Everyone has done it – held on to an employee too long. For whatever reason (the person is family, a friend, or you just fear the whole process), you just can’t seem to muster up the courage to get rid of that one particular employee. For some managers/owners, it’s a simple process. For others, the prospect of releasing an employee is a gut-wrenching experience they’d rather avoid. It doesn’t have to be. Not when you have telltale signs it’s time to let that employee go. Sometimes, he or she is practically asking for it.
Use these as tips for how and when you should release an employee.
The biggest problem with apathy is that it not only prevents people from doing their jobs, it’s quite contagious. Should you wind up with an outbreak of apathy, recovery can be quite a chore. If an apathetic employee is one who previously displayed no such behavior, it would be to your benefit to get a feel for what’s going on. If the employee is undergoing a personal issue, make sure he understands that, although you respect his personal life, he needs to keep the apathy in check. If the employee indicates no issues are going on, then it’s very likely his apathy is aimed specifically at work.
2. Disappearing acts
If disappearing acts are preceded by the employee dressing up (beyond the norm) or other changes in behavior, it could mean he’s already scouting out new employment. If not, he could simply be skirting his duties. Either way, ducking out beyond regularly scheduled breaks is a sure sign you have an employee who feels he’s above and beyond the job. Not only do you risk other employees assuming unscheduled disappearing acts are allowed, those who do follow the rules will become resentful.
Argumentative employees usually take two forms: those employees who feel strongly about their positions and those who have grown weary of their environment and wish to argue for the simple act of releasing aggression. If the former, congratulations, you have a passionate employee! If the latter, you have someone on your team who has reached the point where a blowup is imminent. When the latter begins frequently arguing with you, other management, fellow employees, or clients, it’s a very good sign that it’s time for that employee to go. If you’re kindhearted, you could (and probably should) bring the employee in for a conference to see if any issues can be resolved. Otherwise, it’s “Hit the road.”
4. Productivity decline
Production loss can come for many reasons. Sometimes staff can become overloaded with work or be placed on a project they have no business on because they lack the skill set. Other times, a drop in production can come for no apparent reason. It’s when this type of slowdown occurs that attention must be paid to the culprit. If the employee in question seems to be spending more time with his eyes in places other than their work, it’s time to bring that employee in for a chat. When that happens, the employee will either deny your claims or make excuses for his (in)action.
Huddled employees who scatter when you appear are a problem. When you start hearing whispered tales around the office, that could mean dissension is spreading like wildfire. In some cases, those tales can be traced back to one particular member of the team. It’s always best to get to the heart of the matter before that discontent (or false information) is spread among the masses.

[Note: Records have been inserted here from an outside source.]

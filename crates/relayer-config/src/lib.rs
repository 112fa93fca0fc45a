// Copyright 2022 Webb Technologies Inc.
//
// Licensed under the Apache License, Version 2.0 (the "License");
// you may not use this file except in compliance with the License.
// You may obtain a copy of the License at
//
// http://www.apache.org/licenses/LICENSE-2.0
//
// Unless required by applicable law or agreed to in writing, software
// distributed under the License is distributed on an "AS IS" BASIS,
// WITHOUT WARRANTIES OR CONDITIONS OF ANY KIND, either express or implied.
// See the License for the specific language governing permissions and
// limitations under the License.

#![warn(missing_docs)]

//! # Relayer Configuration Module
//!
//! A module for configuring the relayer.
//!
//! ## Overview
//!
//! The configuration is read once at process start from TOML/JSON files in
//! the config directory, merged with `POTHOLE`-prefixed environment
//! variables. Secrets (the relayer private key, the RPC endpoint) may be
//! written as `$ENV_VAR` references that are resolved during
//! deserialization. Required values are validated eagerly by
//! [`RelayerConfig::verify`] before the HTTP listener binds; non-secret
//! values fall back to local development defaults.

/// CLI configuration
#[cfg(feature = "cli")]
pub mod cli;
/// Utils for processing configuration
pub mod utils;

use ethereum_types::Address;
use pothole_relayer_types::{private_key::PrivateKey, rpc_url::RpcUrl};
use serde::{Deserialize, Serialize};

/// The default port the relayer will listen on.
const fn default_port() -> u16 {
    3000
}
/// Chain id of a local development node.
const fn default_chain_id() -> u64 {
    31337
}
/// Fixed gas ceiling for the outer forwarder transaction.
///
/// This is deliberately a generous constant, independent of the inner-call
/// gas stipend carried by each forward request.
const fn default_gas_limit() -> u64 {
    500_000
}
/// RPC endpoint of a local development node.
fn default_http_endpoint() -> RpcUrl {
    url::Url::parse("http://localhost:8545")
        .expect("valid default rpc url")
        .into()
}

/// RelayerConfig is the configuration for the pothole relayer.
#[derive(Debug, Clone, Deserialize, Serialize)]
#[serde(rename_all = "kebab-case")]
pub struct RelayerConfig {
    /// HTTP server port number.
    ///
    /// default to 3000
    #[serde(default = "default_port", skip_serializing)]
    pub port: u16,
    /// Http(s) RPC endpoint of the chain node.
    #[serde(default = "default_http_endpoint", skip_serializing)]
    pub http_endpoint: RpcUrl,
    /// Chain specific id (output of chainId opcode on EVM networks).
    #[serde(default = "default_chain_id", rename(serialize = "chainId"))]
    pub chain_id: u64,
    /// Address of the trusted forwarder contract that verifies and executes
    /// signed forward requests.
    #[serde(rename(serialize = "forwarderAddress"))]
    pub forwarder_address: Option<Address>,
    /// The private key of the relayer account paying for forwarded
    /// transactions.
    ///
    /// The format is either a raw `0x`-prefixed hex string or a `$ENV_VAR`
    /// reference to an environment variable holding one.
    #[serde(skip_serializing)]
    pub private_key: Option<PrivateKey>,
    /// Gas ceiling for the outer forwarder transaction.
    #[serde(default = "default_gas_limit", rename(serialize = "gasLimit"))]
    pub gas_limit: u64,
    /// Frontend origin allowed for cross-origin requests.
    ///
    /// When unset, cross-origin access is left permissive, which is only
    /// acceptable for development.
    #[serde(default, rename(serialize = "allowedOrigin"))]
    pub allowed_origin: Option<String>,
}

impl RelayerConfig {
    /// Makes sure that the config is valid by checking that every required
    /// value is present.
    ///
    /// Called before the HTTP listener binds, so that a missing secret is a
    /// descriptive startup error instead of a runtime crash deep inside the
    /// gateway.
    pub fn verify(&self) -> pothole_relayer_utils::Result<()> {
        if self.private_key.is_none() {
            return Err(pothole_relayer_utils::Error::MissingSecrets);
        }
        if self.forwarder_address.is_none() {
            return Err(pothole_relayer_utils::Error::MissingForwarderAddress);
        }
        Ok(())
    }
}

Cleaning house is a bad sign. When you an employee slowly removing her personal effects from her desk, you should take that as a sure bet the employee is starting to disassociate herself from her job and the company. The end game in this scenario is a slow severing of the ties that bind. During that process bad blood can be spilled. If you find this employee already dangling on an unsteady precipice, it’s time she was cut loose.
This one of the most damaging behaviors you’ll find in the office. When you see signs of this behavior, the first thing you must do is find out who is holding the spoon. The one fomenting trouble, whether it’s by spreading rumors or setting employees against one another, is doing so for a reason (either legitimate or not). That staff member must be dealt with quickly or you’ll never calm the sauce of your department/company.
8. Unreasonable demands
When an employee becomes dissatisfied with either her jobs or her work environments, she’ll start asking for things that aren’t realistic. She is practically begging for you to let them go. If you find this to be the case, oblige her. Do take one thing under consideration – if more than one employee seems to be making unreasonable demands, it is upon you to figure out if there is one employee driving this coup or if you have actually created an environment that breeds such behavior. Take responsibility and try to view the situation objectively; you might discover something that can be easily remedied.
If you’re lucky, you can afford to keep someone around for the times when his or her skills are a necessity, even if that need ebbs and flows. When business is in high demand, those redundancies can keep you afloat, but when business is slow, you’re spending more than you need. The most important thing is to try and strike a balance. But economics might lead to the hard decision to cull the herd a bit, and rely on a contractor if and when the situation requires it.
10. Internal affairs
I’m not talking about run-of-the-mill office politics. I’m talking about emotional and sexual affairs. It’s tough to devise a policy that prevents dating among employees, but it’s smart. As much as we don’t want to admit this, inter-office romance can be a breeding ground for big trouble. When this happens, you’ll find yourself cleaning up messes you don’t want to be involved in. Try to avoid this altogether by creating a strong policy concerning relationships in the workplace. If someone breaks that policy – they have to go.
The hiring and firing of employees is a tough business. This is especially true when you’re trying to create an environment of trust and ease. In the end, there will always be hard decisions to make.